St. Peter Line Ferry Arrival in Helsinki
Our cruise is coming to an end. On the left side of the ferry, you can see Lauttasaari Island, which is already one of the residential areas of Helsinki. Lauttasaari means "ferry island", got its name at a time when it was possible to get here only by ferry.
Now the island is connected to the Helsinki mainland by bridges that carry the expressway. On the shores of the island there is a huge parking lot for yachts, and canoe clubs are also based here.
The Jätkäsaari Peninsula (sw.Busholmen), which is already a port area, used to be a container terminal, a trailer park and a railway marshalling yard that ran right through the city center.
In 2008, a modern container port was opened in Vuosaari, and the vacant space was given over to commercial and residential development.
According to the plans of the city authorities, there will be residential buildings of small storeys for 30 thousand residents and business centers for 6 thousand jobs. The layout of the streets is designed so that the buildings will protect them from the sea winds.
Most streets are planned for pedestrians only. The construction uses advanced municipal technologies, in particular a vacuum system for collecting garbage that gets from homes directly to the sorting station.
This is already the territory of the Western Ferry Port. The T2 Tallink Silja Line terminal is under construction at the former cargo dock. At the time of writing this article, it is already in effect. By the way, on the Google map it is marked as "Terminal D", which is actually located in Tallinn.
And here is the Western Harbor itself( Länsisatama), a narrow bay extending inland for more than one and a half kilometers.
On the eastern shore of the harbor is the Hernesaari industrial zone, where we can see the production buildings of the STX Finland Cruise Oy shipyard. Residential development is also planned here.
The western shore is occupied by ferry berths. At the Eckerö Line terminal, there is a ferry Finlandia, which makes regular flights Helsinki-Tallinn.
The Silja-Tallink and St. Peter Line ferries are moored deep in the bay.
Our ferry came up to the mooring wall. Next to the terminal, we can see a three-tiered port warehouse, which now houses the iconic Golden Classis cafe and the museum of rare cars.
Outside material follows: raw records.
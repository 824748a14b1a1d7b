use serde::{Deserialize, Serialize};
use thiserror::Error;

#[derive(Debug, Error)]
pub enum ConfigError {
    #[error("read config failed: {0}")]
    Read(String),
    #[error("parse config failed: {0}")]
    Parse(String),
    #[error("schema load failed: {0}")]
    SchemaLoad(String),
    #[error("schema validation failed: {0}")]
    SchemaValidation(String),
    #[error("unsupported config: {0}")]
    UnsupportedConfig(String),
}

#[derive(Debug, Clone, Serialize, Deserialize)]
pub struct Config {
    pub server: Server,
    pub store: Store,
    pub ledger: Ledger,
    pub classifier: Classifier,
    #[serde(default)]
    pub gate: Gate,
    #[serde(default)]
    pub executor: Executor,
    #[serde(default)]
    pub reconciler: Reconciler,
    pub audit: Audit,
}

#[derive(Debug, Clone, Serialize, Deserialize)]
pub struct Server {
    pub listen_addr: String,
}

#[derive(Debug, Clone, Serialize, Deserialize)]
pub struct Store {
    #[serde(rename = "type")]
    pub kind: String,
    pub sqlite_path: Option<String>,
}

#[derive(Debug, Clone, Serialize, Deserialize)]
pub struct Ledger {
    pub mode: String,
    #[serde(default)]
    pub endpoint: Option<String>,
    #[serde(default)]
    pub signer_endpoint: Option<String>,
    #[serde(default = "default_ledger_timeout_ms")]
    pub timeout_ms: u64,
    /// Identity used when `mode` is `memory`.
    #[serde(default)]
    pub address: Option<String>,
    #[serde(default = "default_token_symbol")]
    pub token_symbol: String,
}

#[derive(Debug, Clone, Serialize, Deserialize)]
pub struct Classifier {
    pub mode: String,
    pub endpoint: String,
    #[serde(default)]
    pub api_key_env: Option<String>,
    #[serde(default = "default_classifier_timeout_ms")]
    pub timeout_ms: u64,
    #[serde(default = "default_retry_max_attempts")]
    pub retry_max_attempts: usize,
    #[serde(default = "default_retry_backoff_ms")]
    pub retry_backoff_ms: u64,
    #[serde(default = "default_temperature")]
    pub temperature: f64,
}

#[derive(Debug, Clone, Serialize, Deserialize)]
pub struct Gate {
    #[serde(default = "default_elide_threshold")]
    pub elide_threshold: usize,
    #[serde(default = "default_on_pending")]
    pub on_pending: String,
}

impl Default for Gate {
    fn default() -> Self {
        Self {
            elide_threshold: default_elide_threshold(),
            on_pending: default_on_pending(),
        }
    }
}

#[derive(Debug, Clone, Serialize, Deserialize)]
pub struct Executor {
    #[serde(default = "default_ui_wait_ms")]
    pub ui_wait_ms: u64,
    #[serde(default = "default_settlement_timeout_ms")]
    pub settlement_timeout_ms: u64,
}

impl Default for Executor {
    fn default() -> Self {
        Self {
            ui_wait_ms: default_ui_wait_ms(),
            settlement_timeout_ms: default_settlement_timeout_ms(),
        }
    }
}

#[derive(Debug, Clone, Serialize, Deserialize)]
pub struct Reconciler {
    #[serde(default = "default_page_size")]
    pub page_size: usize,
    #[serde(default = "default_max_concurrency")]
    pub max_concurrency: usize,
    #[serde(default = "default_tournament_probe_limit")]
    pub tournament_probe_limit: u64,
}

impl Default for Reconciler {
    fn default() -> Self {
        Self {
            page_size: default_page_size(),
            max_concurrency: default_max_concurrency(),
            tournament_probe_limit: default_tournament_probe_limit(),
        }
    }
}

#[derive(Debug, Clone, Serialize, Deserialize)]
pub struct Audit {
    pub jsonl_path: String,
}

fn default_ledger_timeout_ms() -> u64 {
    10_000
}

fn default_token_symbol() -> String {
    "ESPX".to_string()
}

fn default_classifier_timeout_ms() -> u64 {
    15_000
}

fn default_retry_max_attempts() -> usize {
    1
}

fn default_retry_backoff_ms() -> u64 {
    0
}

fn default_temperature() -> f64 {
    0.1
}

/// Shortest text an elided summary value may be cut from.
pub const MIN_ELIDE_THRESHOLD: usize = 10;

fn default_elide_threshold() -> usize {
    10
}

fn default_on_pending() -> String {
    "replace".to_string()
}

fn default_ui_wait_ms() -> u64 {
    30_000
}

fn default_settlement_timeout_ms() -> u64 {
    10 * 60 * 1000
}

fn default_page_size() -> usize {
    500
}

fn default_max_concurrency() -> usize {
    16
}

fn default_tournament_probe_limit() -> u64 {
    256
}

pub fn load_and_validate(path: &str) -> Result<Config, ConfigError> {
    let config_text =
        std::fs::read_to_string(path).map_err(|e| ConfigError::Read(e.to_string()))?;
    parse_and_validate(&config_text)
}

pub fn parse_and_validate(config_text: &str) -> Result<Config, ConfigError> {
    let value: serde_yaml::Value =
        serde_yaml::from_str(config_text).map_err(|e| ConfigError::Parse(e.to_string()))?;

    let instance = serde_json::to_value(value).map_err(|e| ConfigError::Parse(e.to_string()))?;
    validate_against_schema(&instance)?;

    let cfg: Config =
        serde_json::from_value(instance).map_err(|e| ConfigError::Parse(e.to_string()))?;
    validate_runtime_support(&cfg)?;
    Ok(cfg)
}

fn validate_against_schema(instance: &serde_json::Value) -> Result<(), ConfigError> {
    let schema_path = [
        std::path::PathBuf::from("config/config.schema.json"),
        std::path::Path::new(env!("CARGO_MANIFEST_DIR"))
            .join("../..")
            .join("config/config.schema.json"),
    ]
    .into_iter()
    .find(|p| p.exists())
    .ok_or_else(|| {
        ConfigError::SchemaLoad(
            "config schema not found at config/config.schema.json or workspace config path"
                .to_string(),
        )
    })?;

    let schema_text =
        std::fs::read_to_string(schema_path).map_err(|e| ConfigError::SchemaLoad(e.to_string()))?;
    let schema: serde_json::Value =
        serde_json::from_str(&schema_text).map_err(|e| ConfigError::SchemaLoad(e.to_string()))?;

    let validator =
        jsonschema::validator_for(&schema).map_err(|e| ConfigError::SchemaLoad(e.to_string()))?;
    if let Err(first) = validator.validate(instance) {
        return Err(ConfigError::SchemaValidation(first.to_string()));
    }
    Ok(())
}

fn validate_runtime_support(cfg: &Config) -> Result<(), ConfigError> {
    if cfg.store.kind != "memory" && cfg.store.kind != "sqlite" {
        return Err(ConfigError::UnsupportedConfig(format!(
            "store.type={} is not implemented; supported: memory, sqlite",
            cfg.store.kind
        )));
    }
    if cfg.store.kind == "memory" && cfg.store.sqlite_path.is_some() {
        return Err(ConfigError::UnsupportedConfig(
            "store.sqlite_path is not supported when store.type=memory".to_string(),
        ));
    }
    if cfg.store.kind == "sqlite" && is_blank(cfg.store.sqlite_path.as_deref()) {
        return Err(ConfigError::UnsupportedConfig(
            "store.sqlite_path is required when store.type=sqlite".to_string(),
        ));
    }
    match cfg.ledger.mode.as_str() {
        "memory" => {
            if is_blank(cfg.ledger.address.as_deref()) {
                return Err(ConfigError::UnsupportedConfig(
                    "ledger.address is required when ledger.mode=memory".to_string(),
                ));
            }
        }
        "http" => {
            if is_blank(cfg.ledger.endpoint.as_deref())
                || is_blank(cfg.ledger.signer_endpoint.as_deref())
            {
                return Err(ConfigError::UnsupportedConfig(
                    "ledger.endpoint and ledger.signer_endpoint are required when ledger.mode=http"
                        .to_string(),
                ));
            }
        }
        other => {
            return Err(ConfigError::UnsupportedConfig(format!(
                "ledger.mode={other} is not implemented; supported: memory, http"
            )));
        }
    }
    if cfg.classifier.mode != "gemini" && cfg.classifier.mode != "http" {
        return Err(ConfigError::UnsupportedConfig(format!(
            "classifier.mode={} is not implemented; supported: gemini, http",
            cfg.classifier.mode
        )));
    }
    if cfg.classifier.retry_max_attempts == 0 {
        return Err(ConfigError::UnsupportedConfig(
            "classifier.retry_max_attempts must be >= 1".to_string(),
        ));
    }
    if cfg.gate.on_pending != "replace" && cfg.gate.on_pending != "reject" {
        return Err(ConfigError::UnsupportedConfig(format!(
            "gate.on_pending={} is not implemented; supported: replace, reject",
            cfg.gate.on_pending
        )));
    }
    if cfg.gate.elide_threshold < MIN_ELIDE_THRESHOLD {
        return Err(ConfigError::UnsupportedConfig(format!(
            "gate.elide_threshold must be >= {MIN_ELIDE_THRESHOLD} (6 leading and 4 trailing characters are kept)"
        )));
    }
    if cfg.executor.ui_wait_ms == 0 || cfg.executor.settlement_timeout_ms == 0 {
        return Err(ConfigError::UnsupportedConfig(
            "executor.ui_wait_ms and executor.settlement_timeout_ms must be >= 1".to_string(),
        ));
    }
    if cfg.executor.ui_wait_ms > cfg.executor.settlement_timeout_ms {
        return Err(ConfigError::UnsupportedConfig(
            "executor.ui_wait_ms must not exceed executor.settlement_timeout_ms".to_string(),
        ));
    }
    if cfg.reconciler.page_size == 0 || cfg.reconciler.max_concurrency == 0 {
        return Err(ConfigError::UnsupportedConfig(
            "reconciler.page_size and reconciler.max_concurrency must be >= 1".to_string(),
        ));
    }
    Ok(())
}

fn is_blank(value: Option<&str>) -> bool {
    value.map(|v| v.trim().is_empty()).unwrap_or(true)
}

#[cfg(test)]
mod tests {
    use super::*;
    use std::time::{SystemTime, UNIX_EPOCH};

    fn write_temp_config(contents: &str) -> String {
        let nanos = SystemTime::now()
            .duration_since(UNIX_EPOCH)
            .expect("system time before unix epoch")
            .as_nanos();
        let path = std::env::temp_dir().join(format!("teller-config-test-{nanos}.yaml"));
        std::fs::write(&path, contents).expect("write temp config");
        path.to_string_lossy().to_string()
    }

    fn base_yaml() -> String {
        r#"
server:
  listen_addr: "127.0.0.1:0"

store:
  type: "memory"

ledger:
  mode: "memory"
  address: "0x00000000000000000000000000000000000000a1"

classifier:
  mode: "gemini"
  endpoint: "https://generativelanguage.googleapis.com/v1beta/models/gemini-pro:generateContent"
  api_key_env: "GEMINI_API_KEY"

audit:
  jsonl_path: "./teller-audit.jsonl"
"#
        .to_string()
    }

    #[test]
    fn applies_defaults_for_optional_sections() {
        let path = write_temp_config(&base_yaml());
        let cfg = load_and_validate(&path).expect("base config should be accepted");
        assert_eq!(cfg.gate.elide_threshold, 10);
        assert_eq!(cfg.gate.on_pending, "replace");
        assert_eq!(cfg.ledger.token_symbol, "ESPX");
        assert_eq!(cfg.classifier.retry_max_attempts, 1);
        assert!(cfg.executor.ui_wait_ms <= cfg.executor.settlement_timeout_ms);
    }

    #[test]
    fn supports_sqlite_store_type_with_path() {
        let path = write_temp_config(&base_yaml().replace(
            "type: \"memory\"",
            "type: \"sqlite\"\n  sqlite_path: \"./a.db\"",
        ));
        let cfg = load_and_validate(&path).expect("sqlite config should be accepted");
        assert_eq!(cfg.store.kind, "sqlite");
        assert_eq!(cfg.store.sqlite_path.as_deref(), Some("./a.db"));
    }

    #[test]
    fn rejects_sqlite_path_even_when_memory() {
        let path = write_temp_config(&base_yaml().replace(
            "type: \"memory\"",
            "type: \"memory\"\n  sqlite_path: \"./a.db\"",
        ));
        let err = load_and_validate(&path).expect_err("expected unsupported config");
        assert!(matches!(
            err,
            ConfigError::SchemaValidation(_) | ConfigError::UnsupportedConfig(_)
        ));
    }

    #[test]
    fn http_ledger_requires_both_endpoints() {
        let yaml = base_yaml().replace(
            "mode: \"memory\"\n  address: \"0x00000000000000000000000000000000000000a1\"",
            "mode: \"http\"\n  endpoint: \"http://127.0.0.1:8545\"",
        );
        let err = parse_and_validate(&yaml).expect_err("expected unsupported config");
        assert!(matches!(err, ConfigError::UnsupportedConfig(_)));
    }

    #[test]
    fn rejects_unknown_gate_policy() {
        let yaml = format!("{}\ngate:\n  on_pending: \"queue\"\n", base_yaml());
        let err = parse_and_validate(&yaml).expect_err("expected unsupported config");
        assert!(matches!(
            err,
            ConfigError::SchemaValidation(_) | ConfigError::UnsupportedConfig(_)
        ));
    }

    #[test]
    fn rejects_ui_wait_longer_than_settlement_bound() {
        let yaml = format!(
            "{}\nexecutor:\n  ui_wait_ms: 5000\n  settlement_timeout_ms: 1000\n",
            base_yaml()
        );
        let err = parse_and_validate(&yaml).expect_err("expected unsupported config");
        assert!(matches!(err, ConfigError::UnsupportedConfig(_)));
    }

    #[test]
    fn rejects_elide_threshold_below_the_kept_characters() {
        let yaml = format!("{}\ngate:\n  elide_threshold: 8\n", base_yaml());
        assert!(parse_and_validate(&yaml).is_err());

        let mut cfg = parse_and_validate(&base_yaml()).unwrap();
        cfg.gate.elide_threshold = 8;
        let err = validate_runtime_support(&cfg).unwrap_err();
        assert!(matches!(err, ConfigError::UnsupportedConfig(_)));

        cfg.gate.elide_threshold = 24;
        assert!(validate_runtime_support(&cfg).is_ok());
    }
}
The landing took just over half an hour, and the Finnish border guards worked quickly. Finally, we left the terminal and only here it was possible to see the "Princess" almost completely, in St. Petersburg it was blocked by the Sea Station, besides it was raining.
A bus with an Estonian crew was waiting for us at the terminal, which became our mobile home for 10 days of travel, and our group went on a sightseeing tour of the Finnish capital.